脳内解説も一段落したところで、改めて八雲を見つめ状況の整理を試みる。
八雲は確かに言った、『生きたい』と言葉にして叫んだ。それは紛れもなく『生への執着』だった。
自壊を望んでいたアンドロイドが、死の恐怖に反抗し生への執着を示したのだ。
死の恐怖を抱くアンドロイドだけでも世紀の大発見なのだが、それに加え、生への執着も見せてくれた。
俺は密かに確信する、八雲には確かに『心』がある。
そうでなければこの状況を説明することが出来ない。
勿論、八雲を調査・検証することで違う見解が判明することもありえるが、今の情報では心があると判断していいだろう。その方が色々と都合がいい気がする。今日はこれ以上頭を使いたくないのが本音だ、正直疲れた…
八雲は床にうつ伏せの状態で倒れ込んでいる、関節の所々から煙が薄っすらと立ち上りナイフの刃を握りしめていた。そのすぐ近くには腕を押さえ座り込んでいる氷華がいる。氷華の表情はやや穏やかになっていた。
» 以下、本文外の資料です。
use serde::{Deserialize, Serialize};
use zeroize::Zeroize;

use crate::codec;

#[derive(Debug, Clone, Copy, PartialEq, Eq, Hash, Serialize, Deserialize, clap::ValueEnum)]
#[serde(rename_all = "lowercase")]
pub enum VerificationMethod {
    Biometric,
    Passcode,
    Platform,
    None,
}

impl std::fmt::Display for VerificationMethod {
    fn fmt(&self, f: &mut std::fmt::Formatter<'_>) -> std::fmt::Result {
        f.write_str(match self {
            Self::Biometric => "biometric",
            Self::Passcode => "passcode",
            Self::Platform => "platform",
            Self::None => "none",
        })
    }
}

#[derive(Debug, Clone, PartialEq, Eq, Serialize, Deserialize)]
pub struct CredentialRecord {
    pub version:             u8,
    pub sequence:            u64,       // insertion order, assigned by the store
    pub credential_id:       Vec<u8>,
    pub rp_id:               String,
    pub rp_id_hash:          Vec<u8>,   // SHA-256(rp_id)
    pub user_id:             Vec<u8>,
    pub user_name:           String,
    pub user_display_name:   String,
    pub verification_method: VerificationMethod,
    pub created_at:          u64,       // Unix timestamp
    pub last_used_at:        Option<u64>,
}

impl CredentialRecord {
    pub fn credential_id_b64(&self) -> String {
        codec::encode(&self.credential_id)
    }

    /// Overwrite identifying material in place before the record is dropped.
    pub fn wipe(&mut self) {
        self.credential_id.zeroize();
        self.rp_id_hash.zeroize();
        self.user_id.zeroize();
        self.user_name.zeroize();
        self.user_display_name.zeroize();
    }

    /// Multi-line listing used by `passrite list`. A record that was never
    /// used renders an empty `LastUsedDate`.
    pub fn summary(&self) -> String {
        format!(
            "CredID:{}\nUsername: {}\nUserDisplayName: {}\nRpId: {}\nRpIdHash:{}\nMethod: {}\nCreationDate: {}\nLastUsedDate: {}",
            self.credential_id_b64(),
            self.user_name,
            self.user_display_name,
            self.rp_id,
            codec::encode(&self.rp_id_hash),
            self.verification_method,
            format_timestamp(Some(self.created_at)),
            format_timestamp(self.last_used_at),
        )
    }
}

/// `%Y-%m-%d %H:%M:%S` in UTC; absent or out-of-range timestamps become "".
pub fn format_timestamp(ts: Option<u64>) -> String {
    ts.and_then(|t| i64::try_from(t).ok())
        .and_then(|t| chrono::DateTime::from_timestamp(t, 0))
        .map(|dt| dt.format("%Y-%m-%d %H:%M:%S").to_string())
        .unwrap_or_default()
}

pub(crate) fn unix_now() -> u64 {
    std::time::SystemTime::now()
        .duration_since(std::time::UNIX_EPOCH)
        .unwrap_or_default()
        .as_secs()
}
俺は衣類に付いている埃を適当に払い、二人の元にゆっくりと歩み寄る。そして、八雲の上体を起こし声を掛けた。
「八雲、大丈夫か?まだ壊れていないよな?」
その声に反応するように八雲の瞳レンズが拡縮し俺を捉える。
「ソノ声ハ……砂月様デス…ネ……ゴ無事…デナニヨリ…デス」
「それはこっちのセリフだ…あの土壇場でよく答えを見つけたな。お前は頑張ったよ」
「フフ…頑張ッタ…甲斐ガ……アリマ…シ…タ」
表情は読み取れないが少し笑ったような気がした。その後、八雲は眠るように目を閉じた。
「おい!八雲!!」
焦る俺をなだめるように氷華が声を掛ける。
「砂月様、ご安心下さい。少しオーバーヒートを起こしスリープモードに入っただけです。その証拠に左耳のピアスが緑色に点滅しているでしょ?それがスリープモードの証です」
「そ、そう、なのか?ならいいんだが…ところで氷華に聞きたいことがいくつかあるんだけど、いいか?」
八雲を床に寝かせ、氷華に質問を投げかけるが氷華はあきらかに怪訝そうな顔し拒否する。
「嫌です。なぜ私が貴方の質問に答える必要があるのですか?私も戦闘で疲れたので今日は休ませて頂きたいのですが…この寝室の片付けも残っていますし…貴方のお蔭で仕事が山積みなのだけれど?」
ひどい八つ当たりを受けた。この惨状は主に八雲と氷華の戦闘跡だろ?なぜ俺が責任を負わねばならん。それこそ納得できんわ!…だが氷華に聞きたいことがあるのは確かだ。仕方ない…ここは折れるとしよう。
「分かったよ、俺も片付け手伝うから…それでいいだろ?その代わり質問に答えてくれ」
「は?片付けを手伝うのは当たり前でしょ?なに寝ボケた事を言っているの?寝言は寝て言って下さい。」
氷華は捨て台詞を吐き廊下にいる雲英の元へ歩き出した。
この件で少しは氷華と打ち解けたかと思っていたが…人間そう簡単には関係を築けないよね。知ってました。
俺も八雲を抱きかかえ雲英の元へ歩き出す。少女型のアンドロイドでも意外と重いものだ。しかし、その重さは物理的な重さだけではなく、色々な思いが更に重なっているのだと感じた。俺は八雲の思いを落とさないようにしっかりと抱きかかえ雲英へ送り届けた。